Type inference is like filling in a crossword puzzle. Some squares have letters (explicit annotations), others are blank (Unknown). You use the constraints - “this must be 5 letters”, “it crosses with CAT” - to fill in the blanks. Type inference uses constraints like “this is added to an int, so it must be int” to fill in Unknown types.

In the previous chapter, we saw that the parser creates an AST with many Type::Unknown values. The type checker’s job is to figure out what those unknown types should be. This process is called type inference.

What Kind of Type Inference?

There are different approaches to type inference:

ApproachUsed ByPolymorphismComplexity
Hindley-MilnerHaskell, ML, OCamlFull parametricHigh
Local Type InferenceTypeScript, Go, Rust, SwiftLimitedLow
Bidirectional Type CheckingScala, AgdaConfigurableMedium

We use local type inference (also called “flow-based” inference). This is simpler than Hindley-Milner but covers the common cases. The key difference:

  • Hindley-Milner: Can infer polymorphic types like fn identity<T>(x: T) -> T without any annotations
  • Local inference: Requires type annotations at function boundaries; infers types within function bodies

Our approach is similar to what TypeScript, Go, and Rust use. It is practical, easy to understand, and sufficient for our language.

The Algorithm in Pseudocode

Before diving into Rust code, here is the algorithm in pseudocode:

ALGORITHM: Local Type Inference
INPUT: AST with some types marked as Unknown
OUTPUT: AST with all types filled in, or an error

1. COLLECT SIGNATURES:
   for each function definition in program:
       record (function_name -> function_type) in environment

2. TYPECHECK EACH STATEMENT:
   for each statement in program:
       typecheck_statement(statement, environment)

FUNCTION typecheck_statement(stmt, env):
   case stmt of:
   | Assignment(name, value):
       inferred_type = typecheck_expr(value, env)
       if explicit_annotation exists:
           check annotation matches inferred_type
       add (name -> inferred_type) to env

   | Function(name, params, body):
       local_env = copy of env
       for each (param_name, param_type) in params:
           add (param_name -> param_type) to local_env
       for each stmt in body:
           typecheck_statement(stmt, local_env)

   | Return(expr):
       typecheck_expr(expr, env)
       check result matches declared return type

FUNCTION typecheck_expr(expr, env) -> Type:
   case expr of:
   | Int(n):       return Int
   | Bool(b):      return Bool
   | Var(name):    return lookup(name, env)
   | Binary(op, left, right):
       left_type = typecheck_expr(left, env)
       right_type = typecheck_expr(right, env)
       return apply_op_rules(op, left_type, right_type)
   | Call(name, args):
       func_type = lookup(name, env)
       for each (arg, expected_type) in zip(args, func_type.params):
           actual_type = typecheck_expr(arg, env)
           check actual_type matches expected_type
       return func_type.return_type
   | If(cond, then, else):
       check typecheck_expr(cond, env) == Bool
       then_type = typecheck_block(then, env)
       else_type = typecheck_block(else, env)
       return unify(then_type, else_type)

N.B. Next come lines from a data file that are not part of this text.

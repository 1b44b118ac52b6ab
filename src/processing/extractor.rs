//! Skill mention extraction with contextual confidence

use crate::error::Result;
use crate::processing::taxonomy::SkillTaxonomy;
use crate::processing::text_processor::{context_window, is_whole_word};
use aho_corasick::{AhoCorasick, MatchKind};
use log::debug;
use regex::Regex;
use serde::{Deserialize, Serialize};
use std::collections::HashMap;
use std::sync::Arc;

pub const MAX_CONFIDENCE: f64 = 2.0;

/// One skill mention found in a source text.
#[derive(Debug, Clone, PartialEq, Serialize, Deserialize)]
pub struct ExtractedSkill {
    pub skill: String,
    pub context: String,
    pub confidence: f64,
}

/// A pass over free text that yields skill evidence.
pub trait ExtractionStrategy: Send + Sync {
    fn name(&self) -> &'static str;

    fn extract(&self, text: &str) -> Vec<ExtractedSkill>;
}

/// Runs every configured strategy over the same input and merges the evidence.
pub struct SkillExtractor {
    taxonomy: Arc<SkillTaxonomy>,
    strategies: Vec<Box<dyn ExtractionStrategy>>,
}

impl SkillExtractor {
    /// Dictionary scan followed by structured-content scan.
    pub fn new(taxonomy: Arc<SkillTaxonomy>, context_width: usize) -> Result<Self> {
        let strategies: Vec<Box<dyn ExtractionStrategy>> = vec![
            Box::new(DictionaryScan::new(taxonomy.clone(), context_width)?),
            Box::new(StructuredScan::new(taxonomy.clone())?),
        ];
        Ok(Self::with_strategies(taxonomy, strategies))
    }

    pub fn with_strategies(
        taxonomy: Arc<SkillTaxonomy>,
        strategies: Vec<Box<dyn ExtractionStrategy>>,
    ) -> Self {
        Self {
            taxonomy,
            strategies,
        }
    }

    pub fn taxonomy(&self) -> &Arc<SkillTaxonomy> {
        &self.taxonomy
    }

    /// All evidence from all strategies, duplicates included.
    pub fn extract(&self, text: &str) -> Vec<ExtractedSkill> {
        if text.trim().is_empty() {
            return Vec::new();
        }

        let mut found = Vec::new();
        for strategy in &self.strategies {
            let mut hits = strategy.extract(text);
            debug!("{} found {} skill mentions", strategy.name(), hits.len());
            for hit in &mut hits {
                hit.confidence = hit.confidence.clamp(0.0, MAX_CONFIDENCE);
            }
            found.append(&mut hits);
        }
        found
    }

    /// Best mention per skill, in first-seen order.
    pub fn extract_best(&self, text: &str) -> Vec<ExtractedSkill> {
        let mut order: Vec<ExtractedSkill> = Vec::new();
        let mut index: HashMap<String, usize> = HashMap::new();

        for hit in self.extract(text) {
            match index.get(&hit.skill) {
                Some(&i) => {
                    if hit.confidence > order[i].confidence {
                        order[i] = hit;
                    }
                }
                None => {
                    index.insert(hit.skill.clone(), order.len());
                    order.push(hit);
                }
            }
        }

        order
    }

    /// Flat, duplicate-free skill list.
    pub fn extract_unique(&self, text: &str) -> Vec<String> {
        self.extract_best(text).into_iter().map(|hit| hit.skill).collect()
    }
}

struct ExperiencePhrase {
    pattern: Regex,
    boost: f64,
}

fn experience_phrases() -> Result<Vec<ExperiencePhrase>> {
    let table = [
        (r"(?i)(\d+)\+?\s*years?\s+(?:of\s+)?experience\s+(?:with\s+|in\s+)?(\w+)", 2.0),
        (r"(?i)senior\s+(\w+)\s+(?:developer|engineer)", 1.5),
        (r"(?i)lead\s+(\w+)\s+(?:developer|engineer)", 1.8),
        (r"(?i)principal\s+(\w+)\s+(?:developer|engineer)", 2.0),
        (r"(?i)expert\s+(?:in\s+|with\s+)?(\w+)", 1.7),
        (r"(?i)proficient\s+(?:in\s+|with\s+)?(\w+)", 1.3),
        (r"(?i)advanced\s+(\w+)", 1.4),
        (r"(?i)intermediate\s+(\w+)", 1.1),
        (r"(?i)basic\s+(\w+)", 0.8),
    ];

    table
        .iter()
        .map(|(pattern, boost)| {
            Ok(ExperiencePhrase {
                pattern: Regex::new(pattern)?,
                boost: *boost,
            })
        })
        .collect()
}

/// Whole-word scan for every taxonomy skill, boosted by nearby experience phrases.
pub struct DictionaryScan {
    matcher: AhoCorasick,
    patterns: Vec<String>,
    phrases: Vec<ExperiencePhrase>,
    context_width: usize,
}

impl DictionaryScan {
    pub fn new(taxonomy: Arc<SkillTaxonomy>, context_width: usize) -> Result<Self> {
        let patterns: Vec<String> = taxonomy.skills().map(|s| s.name.clone()).collect();
        let matcher = AhoCorasick::builder()
            .ascii_case_insensitive(true)
            .match_kind(MatchKind::Standard)
            .build(&patterns)?;

        Ok(Self {
            matcher,
            patterns,
            phrases: experience_phrases()?,
            context_width,
        })
    }

    fn confidence_for(&self, context: &str) -> f64 {
        self.phrases
            .iter()
            .find(|phrase| phrase.pattern.is_match(context))
            .map_or(1.0, |phrase| phrase.boost.min(MAX_CONFIDENCE))
    }
}

impl ExtractionStrategy for DictionaryScan {
    fn name(&self) -> &'static str {
        "dictionary"
    }

    fn extract(&self, text: &str) -> Vec<ExtractedSkill> {
        self.matcher
            .find_overlapping_iter(text)
            .filter(|m| is_whole_word(text, m.start(), m.end()))
            .map(|m| {
                let context = context_window(text, m.start(), m.end(), self.context_width);
                let confidence = self.confidence_for(&context);
                ExtractedSkill {
                    skill: self.patterns[m.pattern().as_usize()].clone(),
                    context,
                    confidence,
                }
            })
            .collect()
    }
}

/// Section markers, bullet lines and "token N years" phrases, filtered to known skills.
pub struct StructuredScan {
    taxonomy: Arc<SkillTaxonomy>,
    patterns: Vec<(Regex, f64)>,
    splitter: Regex,
}

impl StructuredScan {
    pub fn new(taxonomy: Arc<SkillTaxonomy>) -> Result<Self> {
        let table = [
            (r"(?:skills?|technologies?|tools?)\s*:?\s*([^.!?\n]+)", 1.2),
            (
                r"(?:experience with|proficient in|skilled in|expert in|knowledge of)\s+([^,.;]+)",
                1.3,
            ),
            (r"•\s*([^•\n]+?)(?:\n|$)", 1.1),
            (r"-\s*([^-\n]+?)(?:\n|$)", 1.1),
            (r"(\w+(?:\.\w+)*)\s*\d+\+?\s*years?", 1.5),
        ];

        let patterns = table
            .iter()
            .map(|(pattern, base)| Ok((Regex::new(pattern)?, *base)))
            .collect::<Result<Vec<_>>>()?;

        Ok(Self {
            taxonomy,
            patterns,
            splitter: Regex::new(r"[,;/&\s]+")?,
        })
    }
}

impl ExtractionStrategy for StructuredScan {
    fn name(&self) -> &'static str {
        "structured"
    }

    fn extract(&self, text: &str) -> Vec<ExtractedSkill> {
        let lowered = text.to_lowercase();
        let mut found = Vec::new();

        for (pattern, base) in &self.patterns {
            for caps in pattern.captures_iter(&lowered) {
                let Some(group) = caps.get(1) else { continue };
                let phrase = group.as_str().trim_matches(|c| " .,;-".contains(c));

                for candidate in self.splitter.split(phrase) {
                    let candidate = candidate.trim_matches(|c| " .,;()[]{}".contains(c));
                    if candidate.is_empty() {
                        continue;
                    }

                    let (skill, norm_confidence) = self.taxonomy.normalize(candidate);
                    if self.taxonomy.contains(&skill) {
                        found.push(ExtractedSkill {
                            skill,
                            context: group.as_str().to_string(),
                            confidence: (base * norm_confidence).clamp(0.0, MAX_CONFIDENCE),
                        });
                    }
                }
            }
        }

        found
    }
}

#[cfg(test)]
mod tests {
    use super::*;

    fn extractor() -> SkillExtractor {
        SkillExtractor::new(Arc::new(SkillTaxonomy::new()), 20).unwrap()
    }

    #[test]
    fn test_empty_input_yields_nothing() {
        let extractor = extractor();
        assert!(extractor.extract("").is_empty());
        assert!(extractor.extract("   \n\t").is_empty());
        assert!(extractor.extract_unique("").is_empty());
    }

    #[test]
    fn test_dictionary_scan_finds_whole_words() {
        let extractor = extractor();
        let skills = extractor.extract_unique("We use Python and Docker daily, not javascriptish stuff");

        assert!(skills.contains(&"python".to_string()));
        assert!(skills.contains(&"docker".to_string()));
        assert!(!skills.contains(&"java".to_string()));
    }

    #[test]
    fn test_experience_phrases_boost_confidence() {
        let extractor = extractor();
        let hits = extractor.extract("Senior python developer with a passion for testing");
        let python = hits
            .iter()
            .filter(|h| h.skill == "python")
            .map(|h| h.confidence)
            .fold(0.0, f64::max);

        assert!(python > 1.0);
        assert!(python <= MAX_CONFIDENCE);
    }

    #[test]
    fn test_structured_scan_resolves_aliases() {
        let extractor = extractor();
        let skills = extractor.extract_unique("Skills: JS, k8s, postgres");

        assert!(skills.contains(&"javascript".to_string()));
        assert!(skills.contains(&"kubernetes".to_string()));
        assert!(skills.contains(&"postgresql".to_string()));
    }

    #[test]
    fn test_unique_keeps_best_confidence() {
        let extractor = extractor();
        let text = "Expert in rust. Also rust again.\n- rust";
        let best = extractor.extract_best(text);
        let all = extractor.extract(text);

        let rust_best = best.iter().find(|h| h.skill == "rust").unwrap();
        let max = all
            .iter()
            .filter(|h| h.skill == "rust")
            .map(|h| h.confidence)
            .fold(0.0, f64::max);
        assert_eq!(rust_best.confidence, max);
        assert_eq!(best.iter().filter(|h| h.skill == "rust").count(), 1);
    }

    #[test]
    fn test_confidence_bounds() {
        let extractor = extractor();
        let text = "10+ years experience with python. Lead go engineer. Basic css.\n• aws, gcp\nrust 5 years";
        for hit in extractor.extract(text) {
            assert!((0.0..=MAX_CONFIDENCE).contains(&hit.confidence), "{hit:?}");
        }
    }

    struct Fixed;

    impl ExtractionStrategy for Fixed {
        fn name(&self) -> &'static str {
            "fixed"
        }

        fn extract(&self, _text: &str) -> Vec<ExtractedSkill> {
            vec![ExtractedSkill {
                skill: "haskell".to_string(),
                context: String::new(),
                confidence: 5.0,
            }]
        }
    }

    #[test]
    fn test_custom_strategy_is_clamped() {
        let extractor =
            SkillExtractor::with_strategies(Arc::new(SkillTaxonomy::new()), vec![Box::new(Fixed)]);
        let hits = extractor.extract("anything");
        assert_eq!(hits.len(), 1);
        assert_eq!(hits[0].confidence, MAX_CONFIDENCE);
    }
}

The key insight: types flow forward from known sources (literals, parameters) through operations into variables.

The Core Insight

Here is the key idea: types flow through expressions. If we know the type of the inputs, we can figure out the type of the output.

Consider x = 1 + 2. How does the compiler know x is an int?

  1. 1 is an integer literal → type is Int
  2. 2 is an integer literal → type is Int
  3. + with two Int operands → produces Int
  4. We are assigning an Int to xx must be Int

The type “flows” from the literals, through the operator, into the variable. No explicit annotation needed.

Step-by-Step Example

Let us trace through this code in detail:

x = 42
y = x * 2 + 10
is_big = y > 50

Step 1: Parse (types are Unknown)

After parsing, the AST looks like this (simplified):

Assignment { name: "x", value: Int(42), ty: Unknown }
Assignment { name: "y", value: Binary(Var("x") * Int(2) + Int(10)), ty: Unknown }
Assignment { name: "is_big", value: Binary(Var("y") > Int(50)), ty: Unknown }

Every expression has ty: Unknown. We do not know the types yet.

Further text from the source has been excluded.